A disconsolate Helen Wheeler sat in her car smoking a cigarette. She knew it would be
about an hour before she had the chance of another. She didn’t want to be here, but, John,
her husband had made it clear that if she didn’t attend the therapy sessions he would
leave her. He’d made the same threat years ago to get her to quit the habit before the
first of their two children arrived and so she’d tried but failed with patches. Sometimes
now she wished she hadn’t bothered because all he seemed to do was moan.
But now the thought of being left on her own to look after the children without easy
access to his plentiful supply of money filled her with dread. So here she was, waiting
until it was time to keep her appointment. The therapist, Ann Tinkle, was a decent enough
woman, about her age she guessed, but all they did was talk about her habit and the
benefits in giving up.
Helen checked her watch, and, discarding her cigarette, walked up the short drive to
the front door of the clinic. She made her way up to the second floor and announced
herself to Ann’s receptionist. She was invited to take a seat and the receptionist picked
up her notes and disappeared into the consulting room. It was the same each time, and she
found the wait infuriating. If she could be on time why did she have to wait?
Eventually, after longer than usual, she was shown in and without being asked sat
down in the armchair she always occupied.
“So Helen,” said Ann “I gather from your husband you haven’t succeeded yet; why is
that do you think? We’ve talked about the cost, the effect on your health, the fact that
your husband hates the smell. This is your sixth visit and I would have hoped by now that
at least you would have cut down a bit.”
“Well the simple answer is that I don’t want to give up, and I’m worried if I do
I’ll put on weight. And we had a few arguments this week so I suppose I might have smoked
more than I normally do.”
“Which, if I remember correctly is about 30 a day” said the therapist. Then she said
“So you tried patches, gum, acupuncture, hypnotherapy, plain will power and group therapy;
and now your sessions with me and your husband’s threat to leave you don’t seem to be
having any effect either. So, your husband agrees with me it’s time to up the incentive
and stop messing about. I’m going to move you to my group sessions.”
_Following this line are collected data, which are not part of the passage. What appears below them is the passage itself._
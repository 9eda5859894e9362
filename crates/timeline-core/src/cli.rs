use std::ffi::OsString;
use std::io::IsTerminal;
use std::path::PathBuf;

use anyhow::anyhow;
use clap::{ArgAction, Parser};
use tracing::debug;
use tracing_subscriber::EnvFilter;

use crate::commands::{expand_command_abbrev, known_command_names};
use crate::config::Config;

#[derive(Debug, Clone)]
pub struct PreprocessedArgs {
    pub cleaned_args: Vec<OsString>,
    pub rc_overrides: Vec<(String, String)>,
}

#[derive(Debug, Clone)]
pub struct KeyVal {
    pub key: String,
    pub value: String,
}

impl std::str::FromStr for KeyVal {
    type Err = anyhow::Error;

    fn from_str(s: &str) -> Result<Self, Self::Err> {
        let (k, v) = s
            .split_once('=')
            .ok_or_else(|| anyhow!("expected KEY=VALUE, got: {s}"))?;
        Ok(Self {
            key: k.trim().to_string(),
            value: v.trim().to_string(),
        })
    }
}

#[derive(Parser, Debug, Clone)]
#[command(
    name = "timeline",
    version,
    about = "Timeline: activity chart layout from the terminal",
    disable_help_subcommand = true,
    arg_required_else_help = false
)]
pub struct GlobalCli {
    #[arg(short = 'v', long = "verbose", action = ArgAction::Count)]
    pub verbose: u8,

    #[arg(short = 'q', long = "quiet", action = ArgAction::Count)]
    pub quiet: u8,

    #[arg(
        long = "rc",
        value_parser = clap::builder::ValueParser::new(|s: &str| s.parse::<KeyVal>()),
        action = ArgAction::Append
    )]
    pub rc_overrides: Vec<KeyVal>,

    #[arg(long = "timelinerc")]
    pub timelinerc: Option<PathBuf>,

    #[arg(long = "data")]
    pub data: Option<PathBuf>,

    #[arg(trailing_var_arg = true, allow_hyphen_values = true)]
    pub rest: Vec<OsString>,
}

pub fn init_tracing(verbose: u8, quiet: u8) -> anyhow::Result<()> {
    let default_level = if quiet >= 2 {
        "error"
    } else if quiet == 1 {
        "warn"
    } else if verbose >= 3 {
        "trace"
    } else if verbose == 2 {
        "debug"
    } else if verbose == 1 {
        "info"
    } else {
        "warn"
    };

    let env_filter = EnvFilter::try_from_default_env()
        .or_else(|_| EnvFilter::try_new(default_level))
        .map_err(|e| anyhow!("invalid RUST_LOG / log filter: {e}"))?;

    let init_result = tracing_subscriber::fmt()
        .with_env_filter(env_filter)
        .with_writer(std::io::stderr)
        .with_target(true)
        .with_level(true)
        .with_thread_ids(true)
        .with_ansi(std::io::stderr().is_terminal())
        .try_init();

    if let Err(err) = init_result {
        debug!(error = %err, "tracing subscriber already set, continuing");
    }

    Ok(())
}

/// Pulls positional `rc.key=value` / `rc.key:value` tokens out of the
/// argument list before clap sees it.
#[tracing::instrument(skip_all)]
pub fn preprocess_args(raw: &[OsString]) -> anyhow::Result<PreprocessedArgs> {
    let mut cleaned = Vec::with_capacity(raw.len());
    let mut overrides: Vec<(String, String)> = Vec::new();

    let mut iter = raw.iter().cloned();
    if let Some(bin) = iter.next() {
        cleaned.push(bin);
    }

    for arg in iter {
        let s = arg.to_string_lossy();
        if let Some(rest) = s.strip_prefix("rc.") {
            let parsed = if let Some((k, v)) = rest.split_once('=') {
                Some((format!("rc.{k}"), v.to_string()))
            } else if let Some((k, v)) = rest.split_once(':') {
                Some((format!("rc.{k}"), v.to_string()))
            } else {
                None
            };

            if let Some((k, v)) = parsed {
                debug!(key = %k, value = %v, "captured positional rc override");
                overrides.push((k, v));
                continue;
            }
        }

        cleaned.push(arg);
    }

    Ok(PreprocessedArgs {
        cleaned_args: cleaned,
        rc_overrides: overrides,
    })
}

#[derive(Debug, Clone, PartialEq, Eq)]
pub struct Invocation {
    pub command: String,
    pub command_args: Vec<String>,
}

impl Invocation {
    #[tracing::instrument(skip(cfg, rest))]
    pub fn parse(cfg: &Config, rest: Vec<OsString>) -> anyhow::Result<Self> {
        let mut tokens = rest
            .into_iter()
            .map(|arg| arg.to_string_lossy().to_string());

        let Some(first) = tokens.next() else {
            let cmd = cfg
                .get("default.command")
                .unwrap_or_else(|| "chart".to_string());
            debug!(command = %cmd, "no explicit command, using default");
            return Ok(Self {
                command: cmd,
                command_args: vec![],
            });
        };

        let known = known_command_names();
        let command = expand_command_abbrev(&first, &known)
            .ok_or_else(|| anyhow!("unknown or ambiguous command: {first}"))?;
        debug!(token = %first, expanded = %command, "resolved command token");

        Ok(Self {
            command: command.to_string(),
            command_args: tokens.collect(),
        })
    }
}

#[cfg(test)]
mod tests {
    use std::ffi::OsString;

    use super::{Invocation, preprocess_args};
    use crate::config::Config;

    fn os(args: &[&str]) -> Vec<OsString> {
        args.iter().map(OsString::from).collect()
    }

    #[test]
    fn positional_rc_overrides_are_captured() {
        let pre = preprocess_args(&os(&["timeline", "rc.zoom=month", "rc.color:off", "chart"]))
            .expect("preprocess");
        assert_eq!(pre.cleaned_args, os(&["timeline", "chart"]));
        assert_eq!(
            pre.rc_overrides,
            vec![
                ("rc.zoom".to_string(), "month".to_string()),
                ("rc.color".to_string(), "off".to_string()),
            ]
        );
    }

    #[test]
    fn invocation_expands_prefixes_and_defaults() {
        let cfg = Config::defaults();

        let inv = Invocation::parse(&cfg, vec![]).expect("default");
        assert_eq!(inv.command, "chart");

        let inv = Invocation::parse(&cfg, os(&["ti", "x"])).expect("prefix");
        assert_eq!(inv.command, "ticks");
        assert_eq!(inv.command_args, vec!["x".to_string()]);

        assert!(Invocation::parse(&cfg, os(&["c"])).is_err());
        assert!(Invocation::parse(&cfg, os(&["bogus"])).is_err());
    }
}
“I’ve done that, got the T-Shirt, waste of time” Helen spat back. The thought of
sitting in a circle with twenty or so idiots telling each other how well or how badly they
had done didn’t amuse her.
“Oh, you’ll find my group sessions are very different. I’ve had some good success
with smokers, gamblers and drinkers. I doubt if you’ll need to attend more than four
times. Yes okay, there’s an element of telling the others why you’re there and how you’ve
been getting on, but humiliation plays a big part. As far as I know I’m the only one using
these methods. So, as I say, I’ve agreed with your husband that your first group session
will be this coming Sunday at 4pm. prompt as I have a vacancy as a result of my success.
Then it will be each Sunday. And your husband tells me if you’re not there, or you don’t
co-operate he’ll be seeing his lawyer about a divorce.”
“What do you mean by humiliation, and what methods?” asked Helen.